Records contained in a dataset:
//! Productivity index and future-performance projection
//!
//! Present productivity index (PI) plus the Standing/Eckmeir and
//! Fetkovich analogs for projecting deliverability to a declined
//! reservoir pressure. All projection operations require the future
//! reservoir state to have been derived via
//! [`Well::set_production_change`] first.
//!
//! Projection families:
//! - Standing/Eckmeir (Vogel analogs): PI scales with the squared
//!   pressure ratio; Eckmeir declines rates cubically.
//! - Fetkovich: PI built directly from the fitted deliverability
//!   exponent and scaled linearly with the pressure ratio.

use tracing::debug;

use crate::deliverability::check_inputs;
use crate::equations::vogel_flow_ratio;
use crate::error::IprError;
use crate::regression::fit_fetkovich;
use crate::types::{ProductionDataset, ProjectionMethod, TestPoint, Well};

impl Well {
    /// Uncorrected productivity index from the Vogel AOF:
    /// `j = 1.8 * q_max / p_res`.
    fn production_index(&self, point: &TestPoint) -> Result<f64, IprError> {
        let q_max = self.q_max_at(self.p_res(), point)?;
        Ok(1.8 * q_max / self.p_res())
    }

    /// Present productivity index for the chosen projection family.
    ///
    /// Vogel-family (standing/eckmeir):
    /// `j_p = j / j_r` with `j_r = (1/1.8) * (1 + 0.8 * p/p_res)`.
    ///
    /// Fetkovich: `j_p = q / (p_res² - p²)^n` using the fitted exponent.
    pub fn present_pi(&self, method: ProjectionMethod, point: &TestPoint) -> Result<f64, IprError> {
        check_inputs(self.p_res(), point)?;

        match method {
            ProjectionMethod::Standing | ProjectionMethod::Eckmeir => {
                let j = self.production_index(point)?;
                let j_r = 1.0 / 1.8 * (1.0 + 0.8 * (point.p / self.p_res()));
                Ok(j / j_r)
            }
            ProjectionMethod::Fetkovich => {
                let fit = fit_fetkovich(&self.dataset, self.p_res())?;
                let drawdown_squared = self.p_res() * self.p_res() - point.p * point.p;
                if drawdown_squared <= 0.0 {
                    return Err(IprError::domain(
                        "fetkovich productivity index",
                        format!("p_res² - p² must be positive, got {drawdown_squared}"),
                    ));
                }
                Ok(point.q / drawdown_squared.powf(fit.n))
            }
        }
    }

    /// Future productivity index at the declined reservoir pressure.
    ///
    /// Vogel-family: `j_f = j_p * (future_p_res / p_res)²`.
    /// Fetkovich:    `j_f = j_p * (future_p_res / p_res)`.
    pub fn future_pi(&self, method: ProjectionMethod, point: &TestPoint) -> Result<f64, IprError> {
        let future_p_res = self.reservoir.future_p_res()?;
        let j_p = self.present_pi(method, point)?;
        let pressure_ratio = future_p_res / self.p_res();

        let j_f = match method {
            ProjectionMethod::Standing | ProjectionMethod::Eckmeir => {
                j_p * pressure_ratio * pressure_ratio
            }
            ProjectionMethod::Fetkovich => j_p * pressure_ratio,
        };

        debug!(%method, j_p, j_f, future_p_res, "projected productivity index");
        Ok(j_f)
    }

    /// Flow rate the test point projects to at the future reservoir
    /// pressure.
    ///
    /// Standing:  `q_f = (j_f * future_p_res / 1.8) * Vogel(p, future_p_res)`
    /// Eckmeir:   `q_f = (future_p_res / p_res)³ * q`
    /// Fetkovich: `q_f = j_f * (future_p_res² - p²)^n`
    pub fn future_q(&self, method: ProjectionMethod, point: &TestPoint) -> Result<f64, IprError> {
        let future_p_res = self.reservoir.future_p_res()?;
        check_inputs(self.p_res(), point)?;

        match method {
            ProjectionMethod::Standing => {
                let j_f = self.future_pi(method, point)?;
                Ok(j_f * future_p_res / 1.8 * vogel_flow_ratio(point.p, future_p_res))
            }
            ProjectionMethod::Eckmeir => {
                let decline = future_p_res / self.p_res();
                Ok(decline.powi(3) * point.q)
            }
            ProjectionMethod::Fetkovich => {
                let fit = fit_fetkovich(&self.dataset, self.p_res())?;
                let j_f = self.future_pi(method, point)?;
                let drawdown_squared = future_p_res * future_p_res - point.p * point.p;
                if drawdown_squared < 0.0 {
                    return Err(IprError::domain(
                        "fetkovich future rate",
                        format!(
                            "flowing pressure {} exceeds future reservoir pressure {future_p_res}",
                            point.p
                        ),
                    ));
                }
                Ok(j_f * drawdown_squared.powf(fit.n))
            }
        }
    }

    /// Maximum flow rate at the future reservoir pressure.
    ///
    /// Standing re-applies Vogel at `future_p_res` to the projected rate;
    /// Eckmeir scales the present AOF cubically; Fetkovich takes the
    /// `p = 0` limit of the future-rate formula.
    pub fn future_q_max(&self, method: ProjectionMethod, point: &TestPoint) -> Result<f64, IprError> {
        let future_p_res = self.reservoir.future_p_res()?;

        match method {
            ProjectionMethod::Standing => {
                let future_q = self.future_q(method, point)?;
                self.q_max_at(future_p_res, &TestPoint::new(future_q, point.p))
            }
            ProjectionMethod::Eckmeir => {
                let decline = future_p_res / self.p_res();
                let present_q_max = self.q_max_at(self.p_res(), point)?;
                Ok(decline.powi(3) * present_q_max)
            }
            ProjectionMethod::Fetkovich => {
                let fit = fit_fetkovich(&self.dataset, self.p_res())?;
                let j_f = self.future_pi(method, point)?;
                Ok(j_f * (future_p_res * future_p_res).powf(fit.n))
            }
        }
    }

    /// Project every recorded test point to its future rate, keeping the
    /// observed flowing pressures. Pure function of the current state; the
    /// caller decides whether to insert the result anywhere.
    pub fn future_dataset(&self, method: ProjectionMethod) -> Result<ProductionDataset, IprError> {
        self.dataset
            .iter()
            .map(|point| {
                self.future_q(method, point)
                    .map(|q| TestPoint::new(q, point.p))
            })
            .collect()
    }
}

#[cfg(test)]
mod tests {
    use super::*;
    use crate::types::TestPoint;

    fn declined_well() -> Well {
        let mut well = Well::new(1734.0);
        well.insert([
            TestPoint::new(252.0, 1653.0),
            TestPoint::new(516.0, 1507.0),
            TestPoint::new(768.0, 1335.0),
        ]);
        well.set_production_change(0.2);
        well
    }

    #[test]
    fn test_standing_present_pi_reference_case() {
        let well = declined_well();
        let j_p = well
            .present_pi(ProjectionMethod::Standing, &TestPoint::new(768.0, 1335.0))
            .unwrap();
        assert!((j_p - 2.388_335).abs() < 1e-5, "j_p = {j_p}");
    }

    #[test]
    fn test_vogel_family_future_pi_scales_by_squared_ratio() {
        let well = declined_well();
        let point = TestPoint::new(768.0, 1335.0);

        // production_change = 0.2 gives (1387.2 / 1734)² = 0.64 exactly.
        for method in [ProjectionMethod::Standing, ProjectionMethod::Eckmeir] {
            let j_p = well.present_pi(method, &point).unwrap();
            let j_f = well.future_pi(method, &point).unwrap();
            assert!((j_f - j_p * 0.64).abs() < 1e-9, "{method}: j_f = {j_f}");
        }
    }

    #[test]
    fn test_standing_future_rate_reference_case() {
        let well = declined_well();
        let future_q = well
            .future_q(ProjectionMethod::Standing, &TestPoint::new(768.0, 1335.0))
            .unwrap();
        assert!((future_q - 78.455_07).abs() < 1e-3, "future_q = {future_q}");
    }

    #[test]
    fn test_standing_future_rate_above_future_pressure_floors_to_epsilon() {
        // p = 1653 exceeds future_p_res = 1387.2, so the Vogel term hits
        // its epsilon floor and the projected rate collapses toward zero.
        let well = declined_well();
        let future_q = well
            .future_q(ProjectionMethod::Standing, &TestPoint::new(252.0, 1653.0))
            .unwrap();
        assert!(future_q > 0.0 && future_q < 0.01, "future_q = {future_q}");
    }

    #[test]
    fn test_eckmeir_cubic_decline() {
        let well = declined_well();
        let point = TestPoint::new(768.0, 1335.0);

        // (1387.2 / 1734)³ = 0.512
        let future_q = well.future_q(ProjectionMethod::Eckmeir, &point).unwrap();
        assert!((future_q - 393.216).abs() < 1e-9, "future_q = {future_q}");

        let future_q_max = well.future_q_max(ProjectionMethod::Eckmeir, &point).unwrap();
        assert!((future_q_max - 1057.519).abs() < 1e-3, "future_q_max = {future_q_max}");
    }

    #[test]
    fn test_fetkovich_projection_reference_case() {
        let well = declined_well();
        let point = TestPoint::new(768.0, 1335.0);

        let j_p = well.present_pi(ProjectionMethod::Fetkovich, &point).unwrap();
        assert!((j_p - 4.846_164e-6).abs() < 1e-10, "j_p = {j_p}");

        let j_f = well.future_pi(ProjectionMethod::Fetkovich, &point).unwrap();
        assert!((j_f - j_p * 0.8).abs() < 1e-15, "j_f = {j_f}");

        let future_q = well.future_q(ProjectionMethod::Fetkovich, &point).unwrap();
        assert!((future_q - 33.773_58).abs() < 1e-3, "future_q = {future_q}");
    }

    #[test]
    fn test_fetkovich_future_rate_rejects_pressure_above_future_p_res() {
        let well = declined_well();
        assert!(matches!(
            well.future_q(ProjectionMethod::Fetkovich, &TestPoint::new(252.0, 1653.0)),
            Err(IprError::Domain(..))
        ));
    }

    #[test]
    fn test_future_decline_ordering() {
        let well = declined_well();
        let point = TestPoint::new(768.0, 1335.0);

        for method in [
            ProjectionMethod::Standing,
            ProjectionMethod::Eckmeir,
            ProjectionMethod::Fetkovich,
        ] {
            let j_p = well.present_pi(method, &point).unwrap();
            let j_f = well.future_pi(method, &point).unwrap();
            assert!(j_f <= j_p, "{method}: future PI must not exceed present PI");
        }
    }

    #[test]
    fn test_projection_requires_future_state() {
        let mut well = Well::new(1734.0);
        well.insert([
            TestPoint::new(252.0, 1653.0),
            TestPoint::new(768.0, 1335.0),
        ]);
        let point = TestPoint::new(768.0, 1335.0);

        assert!(matches!(
            well.future_pi(ProjectionMethod::Standing, &point),
            Err(IprError::FutureStateNotSet)
        ));
        assert!(matches!(
            well.future_q(ProjectionMethod::Eckmeir, &point),
            Err(IprError::FutureStateNotSet)
        ));
        assert!(matches!(
            well.future_q_max(ProjectionMethod::Fetkovich, &point),
            Err(IprError::FutureStateNotSet)
        ));

        // Present PI works without any future state.
        assert!(well.present_pi(ProjectionMethod::Standing, &point).is_ok());
    }

    #[test]
    fn test_fetkovich_present_pi_rejects_static_pressure_point() {
        let well = declined_well();
        assert!(matches!(
            well.present_pi(ProjectionMethod::Fetkovich, &TestPoint::new(100.0, 1734.0)),
            Err(IprError::Domain(..))
        ));
    }

    #[test]
    fn test_future_dataset_projects_every_point() {
        let well = declined_well();
        let projected = well.future_dataset(ProjectionMethod::Eckmeir).unwrap();

        assert_eq!(projected.len(), well.dataset.len());
        for (original, future) in well.dataset.iter().zip(projected.iter()) {
            assert!((future.q - 0.512 * original.q).abs() < 1e-9);
            assert!((future.p - original.p).abs() < f64::EPSILON);
        }
    }
}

* **Work request**: Once you find the line with "#[cfg(test)]" in the entries above, output it and each line after it up to and including the line with "assert!((future_q - 393.216).abs()", and nothing else.

* **Exercise result**:
#[cfg(test)]
mod tests {
    use super::*;
    use crate::types::TestPoint;

    fn declined_well() -> Well {
        let mut well = Well::new(1734.0);
        well.insert([
            TestPoint::new(252.0, 1653.0),
            TestPoint::new(516.0, 1507.0),
            TestPoint::new(768.0, 1335.0),
        ]);
        well.set_production_change(0.2);
        well
    }

    #[test]
    fn test_standing_present_pi_reference_case() {
        let well = declined_well();
        let j_p = well
            .present_pi(ProjectionMethod::Standing, &TestPoint::new(768.0, 1335.0))
            .unwrap();
        assert!((j_p - 2.388_335).abs() < 1e-5, "j_p = {j_p}");
    }

    #[test]
    fn test_vogel_family_future_pi_scales_by_squared_ratio() {
        let well = declined_well();
        let point = TestPoint::new(768.0, 1335.0);

        // production_change = 0.2 gives (1387.2 / 1734)² = 0.64 exactly.
        for method in [ProjectionMethod::Standing, ProjectionMethod::Eckmeir] {
            let j_p = well.present_pi(method, &point).unwrap();
            let j_f = well.future_pi(method, &point).unwrap();
            assert!((j_f - j_p * 0.64).abs() < 1e-9, "{method}: j_f = {j_f}");
        }
    }

    #[test]
    fn test_standing_future_rate_reference_case() {
        let well = declined_well();
        let future_q = well
            .future_q(ProjectionMethod::Standing, &TestPoint::new(768.0, 1335.0))
            .unwrap();
        assert!((future_q - 78.455_07).abs() < 1e-3, "future_q = {future_q}");
    }

    #[test]
    fn test_standing_future_rate_above_future_pressure_floors_to_epsilon() {
        // p = 1653 exceeds future_p_res = 1387.2, so the Vogel term hits
        // its epsilon floor and the projected rate collapses toward zero.
        let well = declined_well();
        let future_q = well
            .future_q(ProjectionMethod::Standing, &TestPoint::new(252.0, 1653.0))
            .unwrap();
        assert!(future_q > 0.0 && future_q < 0.01, "future_q = {future_q}");
    }

    #[test]
    fn test_eckmeir_cubic_decline() {
        let well = declined_well();
        let point = TestPoint::new(768.0, 1335.0);

        // (1387.2 / 1734)³ = 0.512
        let future_q = well.future_q(ProjectionMethod::Eckmeir, &point).unwrap();
        assert!((future_q - 393.216).abs() < 1e-9, "future_q = {future_q}");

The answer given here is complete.